Why Wellness Got So Expensive - The List Nest

Why Wellness Got So Expensive

Wellness used to mean something simple: feeling good. A brisk walk. A decent night’s sleep. Eating some vegetables. But somewhere along the way, it turned into an industry—one that’s now worth trillions. Today, wellness is a lifestyle brand, and too often, that lifestyle comes with a luxury price tag. Green powders that cost more than groceries. Monthly subscriptions to apps that promise mindfulness, transformation, or better skin. Yoga retreats that rival vacations in the Maldives.

The messaging is clear: if you can’t afford it, you’re doing wellness wrong.

But here’s the truth—wellness was never meant to be exclusive. The commercialization of self-care has created a system where taking care of your body and mind feels like a luxury instead of a right. And in the process, it’s left a lot of people behind.

When Wellness Became a Product

It’s not that wellness itself changed—it’s that it got repackaged. Somewhere in the last 10 years, taking care of yourself shifted from a personal, internal practice to something you could buy. Self-care became self-optimization. Instead of rest, we got infrared saunas. Instead of movement, we got boutique fitness with $35 drop-in fees. Instead of eating well, we got food sensitivity tests and $10 collagen lattes.
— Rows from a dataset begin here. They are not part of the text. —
use crate::syntax::{child_by_field, SyntaxTree};
use tree_sitter::Node;

/// Name of a class/function definition node, resolved through the language's
/// name field. `None` when the grammar produced no usable name.
pub fn definition_name(tree: &SyntaxTree<'_>, node: Node<'_>) -> Option<String> {
    let field = tree.profile().name_field(node.kind());
    let name_node = child_by_field(node, field)?;
    trailing_identifier(tree, name_node)
}

/// Follow member/path accesses down to the last identifier:
/// `self.store.save` → `save`, `Vec::<T>::new` → `new`, `Foo<T>` → `Foo`.
pub fn trailing_identifier(tree: &SyntaxTree<'_>, node: Node<'_>) -> Option<String> {
    let profile = tree.profile();
    let mut current = node;
    loop {
        if current.named_child_count() == 0 {
            let text = tree.text(current).trim();
            return (!text.is_empty()).then(|| text.to_string());
        }
        let field = profile.member_field(current.kind())?;
        current = child_by_field(current, field)?;
    }
}
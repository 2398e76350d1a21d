//! Syntax tree adapter over tree-sitter.
//!
//! Grammars are obtained from an injected [`GrammarProvider`]; a
//! [`SyntaxParser`] is built per file and dropped with it, so no parser state
//! outlives a single chunking call.

use crate::error::{ChunkerError, Result};
use crate::language::Language;
use crate::profile::LanguageProfile;
use tree_sitter::{Node, Parser, Tree};

/// Capability that turns a language identifier into a grammar
pub trait GrammarProvider: Send + Sync {
    /// Grammar for `language`, or `None` when this provider cannot parse it
    fn grammar(&self, language: Language) -> Option<tree_sitter::Language>;
}

/// Grammars compiled into this crate
#[derive(Debug, Default, Clone, Copy)]
pub struct BundledGrammars;

impl GrammarProvider for BundledGrammars {
    fn grammar(&self, language: Language) -> Option<tree_sitter::Language> {
        Some(language.tree_sitter_language())
    }
}

/// Parser bound to one language
pub struct SyntaxParser {
    parser: Parser,
    language: Language,
}

impl SyntaxParser {
    pub fn new(grammars: &dyn GrammarProvider, language: Language) -> Result<Self> {
        let grammar = grammars
            .grammar(language)
            .ok_or_else(|| ChunkerError::unsupported_language(language.as_str()))?;

        let mut parser = Parser::new();
        parser
            .set_language(&grammar)
            .map_err(|e| ChunkerError::incompatible_grammar(e.to_string()))?;

        Ok(Self { parser, language })
    }

    /// Parse source text. Syntax errors produce a best-effort tree, not an error.
    pub fn parse<'src>(&mut self, source: &'src str) -> Result<SyntaxTree<'src>> {
        let tree = self
            .parser
            .parse(source, None)
            .ok_or_else(|| ChunkerError::parse("Failed to parse source code"))?;

        Ok(SyntaxTree {
            tree,
            source,
            language: self.language,
        })
    }
}

/// A parsed file together with the text it was parsed from
pub struct SyntaxTree<'src> {
    tree: Tree,
    source: &'src str,
    language: Language,
}

impl<'src> SyntaxTree<'src> {
    pub fn root(&self) -> Node<'_> {
        self.tree.root_node()
    }

    /// Ordered top-level node sequence
    pub fn top_level_nodes(&self) -> Vec<Node<'_>> {
        children(self.root())
    }

    pub const fn source(&self) -> &'src str {
        self.source
    }

    pub const fn language(&self) -> Language {
        self.language
    }

    pub fn profile(&self) -> &'static LanguageProfile {
        self.language.profile()
    }

    /// Exact source slice covered by `node`
    pub fn text(&self, node: Node<'_>) -> &'src str {
        self.source
            .get(node.start_byte()..node.end_byte())
            .unwrap_or_default()
    }

    pub fn has_errors(&self) -> bool {
        self.root().has_error()
    }
}

/// All children, in source order
pub fn children(node: Node<'_>) -> Vec<Node<'_>> {
    let mut cursor = node.walk();
    node.children(&mut cursor).collect()
}

/// Named children, in source order
pub fn named_children(node: Node<'_>) -> Vec<Node<'_>> {
    let mut cursor = node.walk();
    node.named_children(&mut cursor).collect()
}

pub fn child_by_field<'t>(node: Node<'t>, field: &str) -> Option<Node<'t>> {
    node.child_by_field_name(field)
}

/// 0-based `(row, column)` of the node start
pub fn start_point(node: Node<'_>) -> (usize, usize) {
    let point = node.start_position();
    (point.row, point.column)
}

/// 0-based `(row, column)` of the node end
pub fn end_point(node: Node<'_>) -> (usize, usize) {
    let point = node.end_position();
    (point.row, point.column)
}
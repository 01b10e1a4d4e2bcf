use rand::Rng;

/// A one-shot buffer of white noise.
///
/// Samples are drawn uniformly from [-1, 1] once, when the buffer is built,
/// then played back in order. Reading past the end yields silence.
pub struct NoiseBuffer {
    samples: Vec<f32>,
}

impl NoiseBuffer {
    pub fn generate<R: Rng>(len: usize, rng: &mut R) -> Self {
        let samples = (0..len).map(|_| rng.random_range(-1.0..=1.0)).collect();
        Self { samples }
    }

    pub fn len(&self) -> usize {
        self.samples.len()
    }

    pub fn is_empty(&self) -> bool {
        self.samples.is_empty()
    }

    #[inline]
    pub fn get(&self, index: usize) -> f32 {
        self.samples.get(index).copied().unwrap_or(0.0)
    }
}

#[cfg(test)]
mod tests {
    use super::*;
    use rand::{rngs::StdRng, SeedableRng};

    #[test]
    fn samples_are_uniform_in_unit_range() {
        let mut rng = StdRng::seed_from_u64(7);
        let noise = NoiseBuffer::generate(9_600, &mut rng);

        assert_eq!(noise.len(), 9_600);
        assert!((0..noise.len()).all(|i| noise.get(i).abs() <= 1.0));

        let mean = (0..noise.len()).map(|i| noise.get(i)).sum::<f32>() / noise.len() as f32;
        assert!(mean.abs() < 0.05, "mean too far from zero: {mean}");
    }

    #[test]
    fn same_seed_same_noise() {
        let a = NoiseBuffer::generate(64, &mut StdRng::seed_from_u64(1));
        let b = NoiseBuffer::generate(64, &mut StdRng::seed_from_u64(1));
        assert!((0..64).all(|i| a.get(i) == b.get(i)));
    }

    #[test]
    fn silent_past_the_end() {
        let noise = NoiseBuffer::generate(8, &mut StdRng::seed_from_u64(3));
        assert_eq!(noise.get(8), 0.0);
        assert_eq!(noise.get(1_000), 0.0);
    }
}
Marketing had a field day. With Instagram and TikTok fueling aesthetic trends like “clean girl,” “that girl,” and “glow-up culture,” wellness became less about how you feel and more about how you look doing it. If your skincare routine doesn’t have seven steps and involve a serum with peptides, is it even wellness? If your smoothie isn’t green, photographed in good lighting, and filled with ingredients you can’t pronounce—does it count?

Somewhere along the way, health got confused with status.

The Rise of the “Wellness Elite”

There’s a particular demographic that wellness increasingly caters to: the upper-middle class and above. If you scroll through any major wellness influencer’s page, it’s clear—what’s being sold isn’t just health, but wealth. $200 face tools. Monthly IV drips. Personalized hormone testing. Designer leggings that cost more than an entire gym membership. The problem isn’t that these things don’t work for some people; it’s that the bar for “being well” has been raised to a level that’s financially out of reach for many.

pinterest

And it’s not just about price—it’s about access. If you live in a rural area or lower-income neighborhood, chances are you’re not surrounded by Whole Foods, pilates studios, or wellness boutiques. Many communities don’t even have safe green spaces to walk in, let alone kombucha on tap. Meanwhile, the messaging everywhere tells people that if they’re not “living well,” they’re failing themselves.

This creates a dangerous feedback loop: people internalize that they’re not doing enough for their health, not because they’re lazy or disinterested, but because the wellness industry has made it unaffordable and inaccessible.

Real Wellness Doesn’t Require a Subscription

What’s been lost in all of this is that wellness is supposed to be supportive—not performative. It’s not something you need to post about. It’s not something you need to prove. It’s not even something you need to buy. True wellness is quiet, personal, and often free.

It looks like taking a daily walk—not for steps, but for your mind. It’s choosing real food when you can, drinking water, getting enough sleep, setting boundaries, and saying no to the things that deplete you. It’s reconnecting with your body not through the lens of self-judgment, but with compassion.

These habits don’t come with a flashy logo or a branded hashtag. But they work.

The Pressure to Do It All

One of the hidden effects of the expensive wellness culture is the guilt and shame it creates. Many people feel like they’re never doing enough—like if they don’t have the budget for therapy, the time for hot yoga, or the money for supplements, they’re somehow neglecting their health.

But health isn’t about checking every wellness box. It’s not about perfection. In fact, that very pressure can create stress, which ironically undermines the whole point of the wellness journey. The body doesn’t care if your meditation app costs $3 or $30. It doesn’t know the brand of your matcha. It knows consistency. It knows rest. It knows safety.

Reclaiming Wellness on Your Own Terms

The good news is: you don’t have to buy into it. You can opt out of the hustle culture of wellness and choose something slower, softer, and more realistic. You can build your version of self-care that doesn’t revolve around spending money, but around spending time with yourself.

Start by unfollowing accounts that make you feel less-than. Turn your attention inward, not outward. Ask yourself what truly makes you feel well—and be honest. Maybe it’s journaling. Maybe it’s walking your dog. Maybe it’s calling a friend instead of doom-scrolling. Wellness that actually works doesn’t shame you, overwhelm you, or demand a credit card. It meets you where you are—and helps you come home to yourself.